If you would like to discuss further or have any other points to raise, we are happy to be contacted.

If your practice is not going to enable the transfer until you feel (as data controllers) that your patients have been adequately informed, please click here to submit your practices support for this inaction.

Yours faithfully,

Dr Osman Bhatti (GP / CCIO North East London CCG)
Dr Elliott Singer (GP / Londonwide LMC Medical Director)
Dr Jackie Applebee (GP / Chair Tower Hamlets LMC)

9 thoughts to “GPDPR – An Open Letter to GP Practices”

  1. Absolutely agree! The record of data loss by Government, both National and Local, is appalling and there is little anyone can do once it is out in the public domain.
    The privatisation of the NHS under Thatcher, Blair et al, is relentless unless we take a stand….NOW is the time.

  2. Totally agree. The incursion on personal security, freedom and rights, is relentless under this Tory cabal. NHS Digital is just another example of this as the big corporations have the government red- light to control and manipulate; hence the prolonged attacks on the BBC and an independent judiciary and the denudation of local council power.
    You have my full support.

  3. I would like to know the difference between ‘anonymise’ (which you say is not part of this) and ‘pseudonimise’ (which you say is).
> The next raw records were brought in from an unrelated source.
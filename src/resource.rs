use std::{
	io,
	ops::Deref,
	pin::Pin,
	sync::{
		atomic::{AtomicI64, Ordering},
		Arc,
	},
	task::{Context, Poll},
};

use tokio::{
	io::{AsyncRead, ReadBuf},
	sync::{Mutex, MutexGuard},
};
use tracing::warn;

use super::{
	accessor::{Accessor, AccessorBuffer, ByteStream, ContainerBackend},
	container::Container,
	error::Error,
	pool::PooledAccessor,
};

#[derive(Debug, Clone, Copy, PartialEq, Eq)]
enum Status {
	Unopened,
	Open,
	Closed,
}

/// One accepted member of a container.
///
/// A resource checks an accessor out of its container's pool on first
/// `open`/`read_buffer` and holds it until [`close`](Self::close), which
/// releases any materialized buffer back to the accessor and then recycles the
/// accessor to the pool (the accessor stays open for reuse by sibling
/// resources). `close` is terminal and idempotent. All operations on one
/// resource are serialized by an internal lock.
pub struct Resource<B: ContainerBackend> {
	path: String,
	container: Container<B>,
	length: AtomicI64,
	state: Mutex<ResourceInner<B>>,
}

struct ResourceInner<B: ContainerBackend> {
	status: Status,
	accessor: Option<PooledAccessor<B>>,
	buffer: Option<AccessorBuffer<B>>,
}

impl<B: ContainerBackend> Resource<B> {
	pub(crate) fn new(container: Container<B>, path: String) -> Self {
		Self {
			path,
			container,
			length: AtomicI64::new(-1),
			state: Mutex::new(ResourceInner {
				status: Status::Unopened,
				accessor: None,
				buffer: None,
			}),
		}
	}

	#[must_use]
	pub fn path(&self) -> &str {
		&self.path
	}

	/// Byte length of this resource, or `-1` while unknown. Known after
	/// [`read_buffer`](Self::read_buffer) or [`load`](Self::load); streaming
	/// via [`open`](Self::open) cannot determine a length up front.
	#[must_use]
	pub fn length(&self) -> i64 {
		self.length.load(Ordering::Acquire)
	}

	#[must_use]
	pub fn container_location(&self) -> &str {
		self.container.location()
	}

	/// Open this resource as a byte stream. The stream reports no length;
	/// closing (or dropping) it closes this handle.
	pub async fn open(self: &Arc<Self>) -> Result<ResourceStream<B>, Error> {
		let mut state = self.state.lock().await;
		self.ensure_operable(&state)?;
		self.ensure_accessor(&mut state).await?;

		let opened = match state.accessor.as_mut() {
			Some(accessor) => accessor.open(&self.path).await,
			None => return Err(self.state_error("accessor vanished mid-open")),
		};

		match opened {
			Ok(stream) => {
				state.status = Status::Open;
				self.length.store(-1, Ordering::Release);
				Ok(ResourceStream {
					stream: Some(stream),
					resource: Some(Arc::clone(self)),
				})
			}
			Err(e) => {
				// don't leak a half-acquired accessor
				let e = Error::read(&self.path, e);
				Self::close_locked(&mut state);
				Err(e)
			}
		}
	}

	/// Materialize this resource as a buffer.
	///
	/// The returned guard borrows the handle; drop it and call
	/// [`close`](Self::close) to release the buffer back to the accessor.
	pub async fn read_buffer(&self) -> Result<BufferRef<'_, B>, Error> {
		let mut state = self.state.lock().await;
		self.ensure_operable(&state)?;
		self.ensure_accessor(&mut state).await?;

		let read = match state.accessor.as_mut() {
			Some(accessor) => accessor.read(&self.path).await,
			None => return Err(self.state_error("accessor vanished mid-read")),
		};

		match read {
			Ok(buffer) => {
				self.length.store(
					i64::try_from(buffer.as_ref().len()).unwrap_or(i64::MAX),
					Ordering::Release,
				);
				state.status = Status::Open;
				state.buffer = Some(buffer);
				Ok(BufferRef { state })
			}
			Err(e) => {
				let e = Error::read(&self.path, e);
				Self::close_locked(&mut state);
				Err(e)
			}
		}
	}

	/// Read this resource into an owned byte vector, closing the handle on
	/// every exit path.
	pub async fn load(&self) -> Result<Vec<u8>, Error> {
		let bytes = match self.read_buffer().await {
			Ok(buffer) => buffer.to_vec(),
			// read_buffer already closed the handle
			Err(e) => return Err(e),
		};
		self.close().await;
		Ok(bytes)
	}

	/// Release any materialized buffer back to the accessor and recycle the
	/// accessor to the pool. Terminal and idempotent: closing twice is a
	/// no-op, and the buffer is never double-released.
	pub async fn close(&self) {
		let mut state = self.state.lock().await;
		Self::close_locked(&mut state);
	}

	fn close_locked(state: &mut ResourceInner<B>) {
		if state.status == Status::Closed {
			return;
		}
		if let Some(buffer) = state.buffer.take() {
			if let Some(accessor) = state.accessor.as_mut() {
				accessor.release(buffer);
			}
		}
		// guard drop returns the accessor to the pool, it is not closed here
		state.accessor = None;
		state.status = Status::Closed;
	}

	fn ensure_operable(&self, state: &ResourceInner<B>) -> Result<(), Error> {
		if self.container.is_skipped() {
			return Err(Error::ContainerUnavailable {
				location: self.container.location().to_owned(),
				path: self.path.clone(),
			});
		}
		match state.status {
			Status::Unopened => Ok(()),
			Status::Open => Err(self.state_error("resource is already open")),
			Status::Closed => Err(self.state_error("resource is already closed")),
		}
	}

	async fn ensure_accessor(&self, state: &mut ResourceInner<B>) -> Result<(), Error> {
		if state.accessor.is_none() {
			state.accessor = Some(self.container.acquire_accessor().await?);
		}
		Ok(())
	}

	fn state_error(&self, message: &str) -> Error {
		Error::read(&self.path, io::Error::other(message.to_owned()))
	}
}

/// View over the buffer materialized by [`Resource::read_buffer`]. Holding it
/// keeps the handle's internal lock, so per-handle serialization extends over
/// the caller's use of the bytes.
pub struct BufferRef<'a, B: ContainerBackend> {
	state: MutexGuard<'a, ResourceInner<B>>,
}

impl<B: ContainerBackend> Deref for BufferRef<'_, B> {
	type Target = [u8];

	fn deref(&self) -> &[u8] {
		self.state.buffer.as_ref().map_or(&[], AsRef::as_ref)
	}
}

/// Byte stream over one resource. Closing it closes the owning resource
/// handle; dropping it without closing falls back to a spawned close.
pub struct ResourceStream<B: ContainerBackend> {
	stream: Option<ByteStream>,
	resource: Option<Arc<Resource<B>>>,
}

impl<B: ContainerBackend> ResourceStream<B> {
	pub async fn close(mut self) {
		self.stream.take();
		if let Some(resource) = self.resource.take() {
			resource.close().await;
		}
	}
}

impl<B: ContainerBackend> AsyncRead for ResourceStream<B> {
	fn poll_read(
		mut self: Pin<&mut Self>,
		cx: &mut Context<'_>,
		buf: &mut ReadBuf<'_>,
	) -> Poll<io::Result<()>> {
		match self.stream.as_mut() {
			Some(stream) => Pin::new(stream).poll_read(cx, buf),
			None => Poll::Ready(Ok(())),
		}
	}
}

impl<B: ContainerBackend> Drop for ResourceStream<B> {
	fn drop(&mut self) {
		self.stream.take();
		if let Some(resource) = self.resource.take() {
			if let Ok(handle) = tokio::runtime::Handle::try_current() {
				handle.spawn(async move { resource.close().await });
			} else {
				warn!(
					path = %resource.path(),
					"Resource stream dropped outside a runtime; handle not closed"
				);
			}
		}
	}
}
I presume the latter is replacing a real name and address with a dummy name and address. This is what it means in data science. Is that the case?

    1. IDENTIFIABLE patient records include information allowing a patient to be identified. Access to identifiable patient data currently requires patient consent, except in exceptional circumstances, where approval is instead requested from the Secretary of State for Health.

      PSEUDONYMISED or key-coded records have had all identifying data removed and can only be traced back to individuals using a ‘key’ which can be securely stored separately from the patient data.

      Patient data can be ANONYMISED to remove any identifying information. As it cannot be linked back to an individual, accessing anonymised data for ethically approved projects does not currently require patient consent.